■ Exercise description
All lines from the start of the listing below through the line containing "#[derive(Debug, Clone, Default, PartialEq)]" are to be written out again exactly, and no others.

((

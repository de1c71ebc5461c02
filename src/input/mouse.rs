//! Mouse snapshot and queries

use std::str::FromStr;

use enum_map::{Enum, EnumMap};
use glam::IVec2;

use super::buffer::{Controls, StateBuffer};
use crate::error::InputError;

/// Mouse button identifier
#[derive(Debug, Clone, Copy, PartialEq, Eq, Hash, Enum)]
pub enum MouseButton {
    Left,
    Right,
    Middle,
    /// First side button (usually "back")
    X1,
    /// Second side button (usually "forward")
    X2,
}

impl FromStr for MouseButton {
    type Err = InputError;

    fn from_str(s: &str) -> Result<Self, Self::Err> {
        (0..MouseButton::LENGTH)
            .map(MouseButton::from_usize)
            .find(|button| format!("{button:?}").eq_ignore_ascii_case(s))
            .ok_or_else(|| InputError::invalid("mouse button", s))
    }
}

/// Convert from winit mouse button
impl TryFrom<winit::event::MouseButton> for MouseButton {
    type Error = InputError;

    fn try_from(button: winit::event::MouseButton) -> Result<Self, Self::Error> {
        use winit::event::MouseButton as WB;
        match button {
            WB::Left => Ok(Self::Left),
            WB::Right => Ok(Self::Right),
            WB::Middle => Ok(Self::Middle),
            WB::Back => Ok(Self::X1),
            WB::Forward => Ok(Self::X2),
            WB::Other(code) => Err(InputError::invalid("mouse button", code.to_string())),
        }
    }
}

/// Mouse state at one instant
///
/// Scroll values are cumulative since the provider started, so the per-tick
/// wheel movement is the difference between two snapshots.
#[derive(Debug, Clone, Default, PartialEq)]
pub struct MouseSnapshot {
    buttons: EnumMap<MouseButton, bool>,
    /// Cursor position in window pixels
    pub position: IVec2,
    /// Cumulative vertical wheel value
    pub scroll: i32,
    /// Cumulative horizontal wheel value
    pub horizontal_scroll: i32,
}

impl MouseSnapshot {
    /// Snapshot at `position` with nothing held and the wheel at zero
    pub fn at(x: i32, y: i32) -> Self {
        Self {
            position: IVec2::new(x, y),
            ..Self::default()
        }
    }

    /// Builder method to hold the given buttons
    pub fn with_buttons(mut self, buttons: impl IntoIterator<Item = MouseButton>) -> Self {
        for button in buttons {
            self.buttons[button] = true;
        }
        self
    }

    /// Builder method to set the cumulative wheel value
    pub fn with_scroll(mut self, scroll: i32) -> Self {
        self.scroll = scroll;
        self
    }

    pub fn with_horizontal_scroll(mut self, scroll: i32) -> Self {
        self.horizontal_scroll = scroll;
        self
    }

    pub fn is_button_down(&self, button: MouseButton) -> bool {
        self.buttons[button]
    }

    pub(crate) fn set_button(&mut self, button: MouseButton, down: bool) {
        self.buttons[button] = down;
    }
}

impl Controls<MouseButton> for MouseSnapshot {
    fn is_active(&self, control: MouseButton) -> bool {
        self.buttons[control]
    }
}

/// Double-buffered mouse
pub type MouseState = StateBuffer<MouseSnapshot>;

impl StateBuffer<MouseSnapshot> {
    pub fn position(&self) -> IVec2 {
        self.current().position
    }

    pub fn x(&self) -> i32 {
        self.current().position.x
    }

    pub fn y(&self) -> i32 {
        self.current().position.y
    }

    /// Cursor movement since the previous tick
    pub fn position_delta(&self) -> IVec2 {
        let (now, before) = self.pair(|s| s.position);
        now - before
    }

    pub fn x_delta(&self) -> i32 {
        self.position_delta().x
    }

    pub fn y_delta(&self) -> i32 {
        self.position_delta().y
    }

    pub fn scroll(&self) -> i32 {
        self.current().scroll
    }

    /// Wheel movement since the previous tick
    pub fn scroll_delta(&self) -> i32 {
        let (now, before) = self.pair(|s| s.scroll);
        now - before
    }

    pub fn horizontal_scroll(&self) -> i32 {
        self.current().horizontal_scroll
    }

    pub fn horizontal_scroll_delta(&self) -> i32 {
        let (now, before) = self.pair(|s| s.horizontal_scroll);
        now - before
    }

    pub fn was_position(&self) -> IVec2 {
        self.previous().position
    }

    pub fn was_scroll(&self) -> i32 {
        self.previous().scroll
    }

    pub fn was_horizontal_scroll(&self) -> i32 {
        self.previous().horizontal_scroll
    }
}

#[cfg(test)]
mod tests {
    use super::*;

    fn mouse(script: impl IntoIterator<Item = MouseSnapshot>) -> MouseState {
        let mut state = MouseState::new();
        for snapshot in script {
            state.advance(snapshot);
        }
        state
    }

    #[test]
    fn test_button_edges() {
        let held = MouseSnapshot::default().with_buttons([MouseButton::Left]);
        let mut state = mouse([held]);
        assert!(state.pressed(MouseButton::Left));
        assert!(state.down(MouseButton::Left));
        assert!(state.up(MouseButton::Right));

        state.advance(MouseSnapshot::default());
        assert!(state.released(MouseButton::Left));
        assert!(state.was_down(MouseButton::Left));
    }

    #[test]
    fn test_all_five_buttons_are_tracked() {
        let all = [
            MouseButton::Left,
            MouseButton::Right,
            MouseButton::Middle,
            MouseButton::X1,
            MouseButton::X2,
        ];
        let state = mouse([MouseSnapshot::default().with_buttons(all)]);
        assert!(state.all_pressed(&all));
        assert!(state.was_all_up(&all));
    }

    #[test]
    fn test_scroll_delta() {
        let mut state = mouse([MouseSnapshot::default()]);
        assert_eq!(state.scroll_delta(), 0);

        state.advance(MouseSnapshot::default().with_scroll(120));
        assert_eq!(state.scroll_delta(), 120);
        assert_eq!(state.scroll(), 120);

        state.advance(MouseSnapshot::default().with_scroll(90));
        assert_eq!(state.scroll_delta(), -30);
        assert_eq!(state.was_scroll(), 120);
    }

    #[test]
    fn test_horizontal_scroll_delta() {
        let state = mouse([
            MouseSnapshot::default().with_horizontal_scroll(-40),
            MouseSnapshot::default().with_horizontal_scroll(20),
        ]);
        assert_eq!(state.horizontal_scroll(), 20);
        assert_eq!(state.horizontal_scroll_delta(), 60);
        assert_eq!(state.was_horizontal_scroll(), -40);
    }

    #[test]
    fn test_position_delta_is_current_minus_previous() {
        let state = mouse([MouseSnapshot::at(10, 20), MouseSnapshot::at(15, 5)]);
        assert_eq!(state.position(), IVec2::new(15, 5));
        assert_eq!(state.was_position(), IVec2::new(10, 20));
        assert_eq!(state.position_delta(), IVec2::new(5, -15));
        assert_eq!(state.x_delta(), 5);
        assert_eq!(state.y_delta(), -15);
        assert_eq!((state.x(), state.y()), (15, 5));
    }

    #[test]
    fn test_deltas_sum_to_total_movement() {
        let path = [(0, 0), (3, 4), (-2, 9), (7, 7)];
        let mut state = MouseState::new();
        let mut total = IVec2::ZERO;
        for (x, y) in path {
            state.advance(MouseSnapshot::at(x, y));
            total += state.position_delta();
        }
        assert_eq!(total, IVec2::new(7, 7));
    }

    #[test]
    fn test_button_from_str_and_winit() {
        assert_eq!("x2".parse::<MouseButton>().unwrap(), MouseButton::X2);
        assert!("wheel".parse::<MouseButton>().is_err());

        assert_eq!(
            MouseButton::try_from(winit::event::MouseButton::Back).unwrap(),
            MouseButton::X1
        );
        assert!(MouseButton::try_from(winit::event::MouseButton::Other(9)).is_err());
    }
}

))

■ Output
repository de1c71ebc5461c02
filename src/input/mouse.rs
//! Mouse snapshot and queries

use std::str::FromStr;

use enum_map::{Enum, EnumMap};
use glam::IVec2;

use super::buffer::{Controls, StateBuffer};
use crate::error::InputError;

/// Mouse button identifier
#[derive(Debug, Clone, Copy, PartialEq, Eq, Hash, Enum)]
pub enum MouseButton {
    Left,
    Right,
    Middle,
    /// First side button (usually "back")
    X1,
    /// Second side button (usually "forward")
    X2,
}

impl FromStr for MouseButton {
    type Err = InputError;

    fn from_str(s: &str) -> Result<Self, Self::Err> {
        (0..MouseButton::LENGTH)
            .map(MouseButton::from_usize)
            .find(|button| format!("{button:?}").eq_ignore_ascii_case(s))
            .ok_or_else(|| InputError::invalid("mouse button", s))
    }
}

/// Convert from winit mouse button
impl TryFrom<winit::event::MouseButton> for MouseButton {
    type Error = InputError;

    fn try_from(button: winit::event::MouseButton) -> Result<Self, Self::Error> {
        use winit::event::MouseButton as WB;
        match button {
            WB::Left => Ok(Self::Left),
            WB::Right => Ok(Self::Right),
            WB::Middle => Ok(Self::Middle),
            WB::Back => Ok(Self::X1),
            WB::Forward => Ok(Self::X2),
            WB::Other(code) => Err(InputError::invalid("mouse button", code.to_string())),
        }
    }
}

/// Mouse state at one instant
///
/// Scroll values are cumulative since the provider started, so the per-tick
/// wheel movement is the difference between two snapshots.
#[derive(Debug, Clone, Default, PartialEq)]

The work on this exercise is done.